By John Rivera, Currency Analyst
05 February 2010 22:27 GMT

•    BoE Quarterly Inflation Report  – February 10, 05:30 ET
Inflation is currently threatening to break above the BoE’s 3% threshold which requires Governor King o write a letter of explanation on how rate surpasses their 2% target by more than 12%. The central bank leader would also be required to outline a plan of action to bring rate in line with their goals. The MPC in their statements following last week’s rate decision expected that consumer price would return below their ideal level for a period, but that could follow further appreciation. If the report puts forth the notion that inflation will remain high for sometime then we could start to see interest rate expectations rise and sterling support generated. Conversely, signs that price growth is slowing will leave the door open for the central bank to leave rates on hold and potentially add to their QE efforts. A dovish outlook for rate should continue to weigh on the pound leading to additional downside risks.

•    Australia Employment Change (JAN) – February 10, 19:30 ET
The Australian economy is forecasted to have added jobs for a fifth straight month on January, as the land owns under continue to reap the benefits of robust Chinese domestic growth. Economists are looking for another 15,000 net hires which would be the lowest total for the period and a sign that growth is slowing. The RBA surprised markets last week by leaving their target rate unchanged at 3.75% following three consecutive hikes, as they look to remain cautious with downside risks remaining. Friday saw policy makers upwardly revise their inflation and growth forecasts for 2010 to 2.5% and 3.25% respectively. A strong labor report would validate those assumptions and raise the outlook for future yields which could send the Australian dollar higher.

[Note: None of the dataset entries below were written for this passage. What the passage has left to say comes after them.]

use chrono::{NaiveDate, NaiveDateTime};
use tracing::{debug, info};

use crate::bucket::bucket_by_day;
use crate::datetime;
use crate::event::{CalendarEvent, EventPatch};
use crate::form::EventForm;
use crate::grid::{MonthCell, month_cells, week_grid};
use crate::layout::{DayColumn, WeekLayout};
use crate::navigation::{CalendarNavigation, DayFocus, FocusKey, FocusOutcome, ViewMode};
use crate::storage::KeyValueStore;
use crate::store::{DEFAULT_STORAGE_KEY, EventStore};

/// Notification sent to the host after an effective mutation.
#[derive(Debug, Clone, PartialEq, Eq)]
pub enum EventChange {
    Added(CalendarEvent),
    Updated { id: String, patch: EventPatch },
    Deleted { id: String },
}

pub trait EventListener {
    fn on_change(&mut self, change: &EventChange);
}

impl<F> EventListener for F
where
    F: FnMut(&EventChange),
{
    fn on_change(&mut self, change: &EventChange) {
        self(change)
    }
}

#[derive(Debug, Clone)]
pub struct CalendarOptions {
    pub initial_events: Vec<CalendarEvent>,
    pub initial_date: Option<NaiveDate>,
    pub initial_view: ViewMode,
    pub storage_key: String,
    pub hour_height: f64,
}

impl Default for CalendarOptions {
    fn default() -> Self {
        Self {
            initial_events: Vec::new(),
            initial_date: None,
            initial_view: ViewMode::Month,
            storage_key: DEFAULT_STORAGE_KEY.to_string(),
            hour_height: crate::layout::DEFAULT_HOUR_HEIGHT,
        }
    }
}

#[derive(Debug, Clone, PartialEq)]
pub struct MonthView<'a> {
    pub title: String,
    pub anchor: NaiveDate,
    pub cells: Vec<MonthCell<'a>>,
}

#[derive(Debug, Clone, PartialEq)]
pub struct WeekView<'a> {
    pub title: String,
    pub week_start: NaiveDate,
    pub total_height: f64,
    pub columns: Vec<DayColumn<'a>>,
}

/// Event store, navigation state and week geometry behind one host-facing
/// surface. Listeners are called synchronously, in registration order, once
/// per effective add, update or delete.
pub struct Calendar<S> {
    store: EventStore<S>,
    navigation: CalendarNavigation,
    layout: WeekLayout,
    focus: DayFocus,
    listeners: Vec<Box<dyn EventListener>>,
}

impl<S: KeyValueStore> Calendar<S> {
    pub fn open(storage: S, options: CalendarOptions) -> Self {
        let store = EventStore::open(storage, &options.storage_key, options.initial_events);
        let anchor = options.initial_date.unwrap_or_else(datetime::today);
        info!(
            anchor = %anchor,
            view = options.initial_view.as_key(),
            events = store.events().len(),
            "opened calendar"
        );

        Self {
            store,
            navigation: CalendarNavigation::new(anchor, options.initial_view),
            layout: WeekLayout::new(options.hour_height),
            focus: DayFocus::default(),
            listeners: Vec::new(),
        }
    }

    pub fn subscribe(&mut self, listener: impl EventListener + 'static) {
        self.listeners.push(Box::new(listener));
    }

    fn emit(&mut self, change: EventChange) {
        debug!(?change, listeners = self.listeners.len(), "emitting change");
        for listener in &mut self.listeners {
            listener.on_change(&change);
        }
    }

    pub fn events(&self) -> &[CalendarEvent] {
        self.store.events()
    }

    pub fn store(&self) -> &EventStore<S> {
        &self.store
    }

    pub fn navigation(&self) -> &CalendarNavigation {
        &self.navigation
    }

    pub fn navigation_mut(&mut self) -> &mut CalendarNavigation {
        &mut self.navigation
    }

    pub fn layout(&self) -> &WeekLayout {
        &self.layout
    }

    pub fn view(&self) -> ViewMode {
        self.navigation.view()
    }

    pub fn set_view(&mut self, view: ViewMode) {
        self.navigation.set_view(view);
    }

    pub fn prev(&mut self) {
        self.navigation.prev();
    }

    pub fn next(&mut self) {
        self.navigation.next();
    }

    pub fn today(&mut self) {
        self.navigation.today();
    }

    /// Create form for a grid day or a week slot.
    pub fn draft_at(&self, at: NaiveDateTime) -> EventForm {
        EventForm::from_event(&CalendarEvent::draft_at(at))
    }

    pub fn edit_form(&self, id: &str) -> Option<EventForm> {
        self.store.get(id).map(EventForm::from_event)
    }

    /// Inserts or, when the id is already known, overwrites every field.
    #[tracing::instrument(skip(self, event), fields(id = %event.id))]
    pub fn save(&mut self, event: CalendarEvent) -> EventChange {
        let event = event.normalized();
        let change = if self.store.contains(&event.id) {
            let patch = EventPatch::from_event(&event);
            self.store.update(&event.id, &patch);
            info!("updated event");
            EventChange::Updated {
                id: event.id.clone(),
                patch,
            }
        } else {
            self.store.add(event.clone());
            info!("added event");
            EventChange::Added(event)
        };
        self.emit(change.clone());
        change
    }

    pub fn submit(&mut self, form: &EventForm) -> anyhow::Result<EventChange> {
        let event = form.submit()?;
        Ok(self.save(event))
    }

    pub fn update(&mut self, id: &str, patch: EventPatch) -> bool {
        if !self.store.update(id, &patch) {
            return false;
        }
        self.emit(EventChange::Updated {
            id: id.to_string(),
            patch,
        });
        true
    }

    #[tracing::instrument(skip(self))]
    pub fn delete(&mut self, id: &str) -> bool {
        if !self.store.delete(id) {
            return false;
        }
        info!("deleted event");
        self.emit(EventChange::Deleted { id: id.to_string() });
        true
    }

    /// Bulk import or reset; not reported to listeners.
    pub fn replace_all(&mut self, events: Vec<CalendarEvent>) {
        self.store.replace_all(events);
    }

    /// Enter on a focused day yields a create form for that day.
    pub fn handle_key(&mut self, key: FocusKey) -> Option<EventForm> {
        match self.focus.handle_key(key, self.navigation.anchor()) {
            FocusOutcome::Moved(_) => None,
            FocusOutcome::OpenCreate(day) => Some(self.draft_at(day.and_time(chrono::NaiveTime::MIN))),
        }
    }

    pub fn focused_day(&self) -> Option<NaiveDate> {
        self.focus.focused()
    }

    pub fn month_view(&self) -> MonthView<'_> {
        self.month_view_at(datetime::today())
    }

    pub fn month_view_at(&self, today: NaiveDate) -> MonthView<'_> {
        let anchor = self.navigation.anchor();
        let buckets = bucket_by_day(self.store.events());
        MonthView {
            title: self.navigation.title(),
            anchor,
            cells: month_cells(anchor, &buckets, today),
        }
    }

    pub fn week_view(&self) -> WeekView<'_> {
        let week_start = self.navigation.week_start();
        let week = week_grid(week_start);
        let buckets = bucket_by_day(self.store.events());
        let week_end = datetime::add_days(week_start, 6);
        WeekView {
            title: format!(
                "{} - {}",
                week_start.format("%b %d"),
                week_end.format("%b %d, %Y")
            ),
            week_start,
            total_height: self.layout.total_height(),
            columns: self.layout.place_week(&week, &buckets),
        }
    }

    pub fn slot_at(&self, day: NaiveDate, click_y: f64, column_top: f64, scroll_top: f64) -> NaiveDateTime {
        self.layout.inverse_layout(day, click_y, column_top, scroll_top)
    }
}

Conversely, a disappointing result could be a sign that companies have slowed their p[ace of hiring as China’s begins efforts to curb lending and tame growth in order to avoid inflationary pressures.

•    U.S. Advance Retail Sales (JAN) – February 11, 8:30 ET

U.S. consumer demand in January is forecasted to have risen 0.3% from the month prior as shoppers looked to take advantage of post holiday discounts. December saw an unexpected drop as Americans made the bulk of their purchases in November as it was anticipated that reduced inventories would leave short supply of the most desired gifts. A 2.6% drop in electronics purchases led to the overall 0.3% decline. ICSC chain store sales showed a 3.0% rise from a year ago as several retailers posted solid results. If Americans start to loosen their purse strings it will raise the outlook for domestic and global growth as the U.S. is the world’s largest consumer. Improved domestic demand will push upward pressure on consumer prices which could force the FOMC to start raising rates sooner than expected, which could generate US dollar support.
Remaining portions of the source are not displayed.